→ WORK TO COMPLETE: Look through the records and copy each line with the string "currently" in it.

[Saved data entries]
++++++++++
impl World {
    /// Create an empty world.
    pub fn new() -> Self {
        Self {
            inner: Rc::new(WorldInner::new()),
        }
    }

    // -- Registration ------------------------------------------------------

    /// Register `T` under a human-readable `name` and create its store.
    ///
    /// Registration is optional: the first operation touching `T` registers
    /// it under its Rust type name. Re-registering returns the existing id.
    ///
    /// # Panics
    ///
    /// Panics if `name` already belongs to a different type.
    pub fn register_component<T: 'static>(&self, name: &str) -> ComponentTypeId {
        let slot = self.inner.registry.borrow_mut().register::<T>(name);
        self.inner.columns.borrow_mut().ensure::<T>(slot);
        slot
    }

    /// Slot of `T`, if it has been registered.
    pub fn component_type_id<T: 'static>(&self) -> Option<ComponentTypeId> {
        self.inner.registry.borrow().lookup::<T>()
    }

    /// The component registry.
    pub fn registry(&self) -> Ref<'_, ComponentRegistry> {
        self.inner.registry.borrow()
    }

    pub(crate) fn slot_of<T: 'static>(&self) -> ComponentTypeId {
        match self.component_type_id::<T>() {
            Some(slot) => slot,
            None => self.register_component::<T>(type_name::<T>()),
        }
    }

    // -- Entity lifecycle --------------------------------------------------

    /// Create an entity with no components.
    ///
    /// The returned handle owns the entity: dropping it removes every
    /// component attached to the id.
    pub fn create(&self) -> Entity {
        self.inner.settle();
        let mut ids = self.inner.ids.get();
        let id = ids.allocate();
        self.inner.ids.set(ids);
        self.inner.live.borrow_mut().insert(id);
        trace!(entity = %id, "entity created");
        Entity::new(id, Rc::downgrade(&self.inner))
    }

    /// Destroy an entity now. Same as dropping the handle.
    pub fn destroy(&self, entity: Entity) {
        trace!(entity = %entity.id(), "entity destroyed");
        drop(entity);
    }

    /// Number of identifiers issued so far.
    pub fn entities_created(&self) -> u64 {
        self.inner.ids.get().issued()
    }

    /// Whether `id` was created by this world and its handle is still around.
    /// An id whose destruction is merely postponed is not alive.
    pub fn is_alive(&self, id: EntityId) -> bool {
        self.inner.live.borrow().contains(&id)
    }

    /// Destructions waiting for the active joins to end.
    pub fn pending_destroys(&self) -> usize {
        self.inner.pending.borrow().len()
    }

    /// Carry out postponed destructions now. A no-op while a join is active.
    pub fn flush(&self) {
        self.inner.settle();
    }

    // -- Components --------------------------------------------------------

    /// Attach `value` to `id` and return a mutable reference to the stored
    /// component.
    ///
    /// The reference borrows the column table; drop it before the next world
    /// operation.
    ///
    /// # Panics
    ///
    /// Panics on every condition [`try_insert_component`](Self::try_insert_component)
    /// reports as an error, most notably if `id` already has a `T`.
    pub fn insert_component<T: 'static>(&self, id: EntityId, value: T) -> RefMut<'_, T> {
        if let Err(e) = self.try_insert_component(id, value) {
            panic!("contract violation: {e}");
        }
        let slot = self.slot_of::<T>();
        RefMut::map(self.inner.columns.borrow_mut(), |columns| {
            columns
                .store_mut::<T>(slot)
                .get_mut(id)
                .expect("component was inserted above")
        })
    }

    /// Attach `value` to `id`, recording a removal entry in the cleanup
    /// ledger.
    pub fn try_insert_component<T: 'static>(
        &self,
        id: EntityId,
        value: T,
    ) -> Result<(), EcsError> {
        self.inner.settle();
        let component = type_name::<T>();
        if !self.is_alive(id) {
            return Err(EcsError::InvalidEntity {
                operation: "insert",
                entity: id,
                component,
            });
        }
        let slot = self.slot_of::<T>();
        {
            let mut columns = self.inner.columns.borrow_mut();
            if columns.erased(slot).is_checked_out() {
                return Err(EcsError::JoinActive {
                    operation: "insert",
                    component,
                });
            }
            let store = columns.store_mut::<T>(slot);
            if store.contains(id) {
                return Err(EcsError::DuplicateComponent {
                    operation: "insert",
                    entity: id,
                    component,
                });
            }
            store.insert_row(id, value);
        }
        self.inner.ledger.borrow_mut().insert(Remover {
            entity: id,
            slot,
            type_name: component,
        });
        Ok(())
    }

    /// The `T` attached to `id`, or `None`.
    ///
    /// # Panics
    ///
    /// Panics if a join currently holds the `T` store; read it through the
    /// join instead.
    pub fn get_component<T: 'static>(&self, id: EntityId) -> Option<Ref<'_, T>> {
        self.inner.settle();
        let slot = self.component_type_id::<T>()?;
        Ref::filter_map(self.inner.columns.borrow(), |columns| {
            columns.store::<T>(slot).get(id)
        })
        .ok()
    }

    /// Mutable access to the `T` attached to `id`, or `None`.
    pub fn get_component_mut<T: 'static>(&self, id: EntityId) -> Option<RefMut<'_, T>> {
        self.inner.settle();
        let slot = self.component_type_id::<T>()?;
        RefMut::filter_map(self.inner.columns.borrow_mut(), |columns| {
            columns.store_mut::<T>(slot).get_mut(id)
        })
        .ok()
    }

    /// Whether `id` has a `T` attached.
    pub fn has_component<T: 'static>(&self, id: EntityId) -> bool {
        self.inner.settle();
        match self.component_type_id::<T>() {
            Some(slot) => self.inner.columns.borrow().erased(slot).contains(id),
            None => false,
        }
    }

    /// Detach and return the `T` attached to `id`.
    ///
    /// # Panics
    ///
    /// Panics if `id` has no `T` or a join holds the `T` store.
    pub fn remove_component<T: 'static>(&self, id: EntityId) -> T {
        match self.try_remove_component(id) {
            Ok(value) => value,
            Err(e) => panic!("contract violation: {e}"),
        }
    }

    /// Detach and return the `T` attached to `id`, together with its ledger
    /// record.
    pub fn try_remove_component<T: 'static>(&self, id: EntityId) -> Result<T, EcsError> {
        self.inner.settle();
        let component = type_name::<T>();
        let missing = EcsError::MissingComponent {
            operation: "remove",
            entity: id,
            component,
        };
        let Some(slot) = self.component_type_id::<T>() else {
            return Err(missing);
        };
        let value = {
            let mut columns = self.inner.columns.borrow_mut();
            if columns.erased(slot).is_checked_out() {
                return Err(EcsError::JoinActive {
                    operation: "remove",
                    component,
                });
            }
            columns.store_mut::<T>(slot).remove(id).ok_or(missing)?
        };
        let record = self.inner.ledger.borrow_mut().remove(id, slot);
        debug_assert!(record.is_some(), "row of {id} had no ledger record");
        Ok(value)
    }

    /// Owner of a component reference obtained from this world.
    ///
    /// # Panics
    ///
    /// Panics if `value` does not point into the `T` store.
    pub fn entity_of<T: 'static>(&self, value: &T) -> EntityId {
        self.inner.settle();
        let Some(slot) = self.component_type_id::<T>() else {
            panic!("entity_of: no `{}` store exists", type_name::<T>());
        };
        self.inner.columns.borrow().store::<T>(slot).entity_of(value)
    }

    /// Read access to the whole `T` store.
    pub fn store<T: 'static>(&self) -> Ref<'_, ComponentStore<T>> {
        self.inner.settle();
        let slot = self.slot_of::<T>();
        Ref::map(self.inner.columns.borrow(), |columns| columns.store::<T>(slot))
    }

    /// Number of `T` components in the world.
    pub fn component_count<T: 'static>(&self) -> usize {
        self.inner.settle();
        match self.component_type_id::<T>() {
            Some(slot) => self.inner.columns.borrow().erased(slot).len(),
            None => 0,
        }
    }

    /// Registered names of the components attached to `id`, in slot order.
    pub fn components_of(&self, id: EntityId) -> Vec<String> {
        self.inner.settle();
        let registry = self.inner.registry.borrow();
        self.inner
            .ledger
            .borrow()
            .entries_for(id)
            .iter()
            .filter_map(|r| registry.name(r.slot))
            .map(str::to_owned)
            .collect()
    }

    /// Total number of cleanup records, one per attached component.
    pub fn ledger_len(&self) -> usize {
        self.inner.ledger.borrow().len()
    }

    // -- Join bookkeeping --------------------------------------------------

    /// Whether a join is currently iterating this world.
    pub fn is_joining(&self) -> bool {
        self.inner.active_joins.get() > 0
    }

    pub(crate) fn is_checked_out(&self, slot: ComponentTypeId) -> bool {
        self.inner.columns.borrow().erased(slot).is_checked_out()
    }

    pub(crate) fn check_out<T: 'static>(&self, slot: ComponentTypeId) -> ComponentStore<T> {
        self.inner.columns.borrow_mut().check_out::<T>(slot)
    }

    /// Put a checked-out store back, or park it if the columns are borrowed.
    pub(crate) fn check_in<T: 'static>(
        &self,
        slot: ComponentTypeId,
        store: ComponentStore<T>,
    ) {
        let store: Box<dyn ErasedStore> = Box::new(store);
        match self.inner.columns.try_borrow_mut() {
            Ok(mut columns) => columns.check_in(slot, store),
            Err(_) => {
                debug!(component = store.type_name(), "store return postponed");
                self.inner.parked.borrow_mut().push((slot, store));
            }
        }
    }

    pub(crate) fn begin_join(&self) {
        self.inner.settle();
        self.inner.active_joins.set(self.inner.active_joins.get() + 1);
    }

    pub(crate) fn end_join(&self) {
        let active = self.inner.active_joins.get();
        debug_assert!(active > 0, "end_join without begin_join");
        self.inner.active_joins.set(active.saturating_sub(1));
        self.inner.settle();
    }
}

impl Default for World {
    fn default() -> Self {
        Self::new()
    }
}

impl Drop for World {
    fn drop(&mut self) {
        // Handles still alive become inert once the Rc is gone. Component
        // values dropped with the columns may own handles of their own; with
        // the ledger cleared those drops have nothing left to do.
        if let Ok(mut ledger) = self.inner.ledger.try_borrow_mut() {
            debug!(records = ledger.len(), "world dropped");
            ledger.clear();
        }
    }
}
++++++++++
→ ANSWER SECTION:
    /// Panics if a join currently holds the `T` store; read it through the
    /// Whether a join is currently iterating this world.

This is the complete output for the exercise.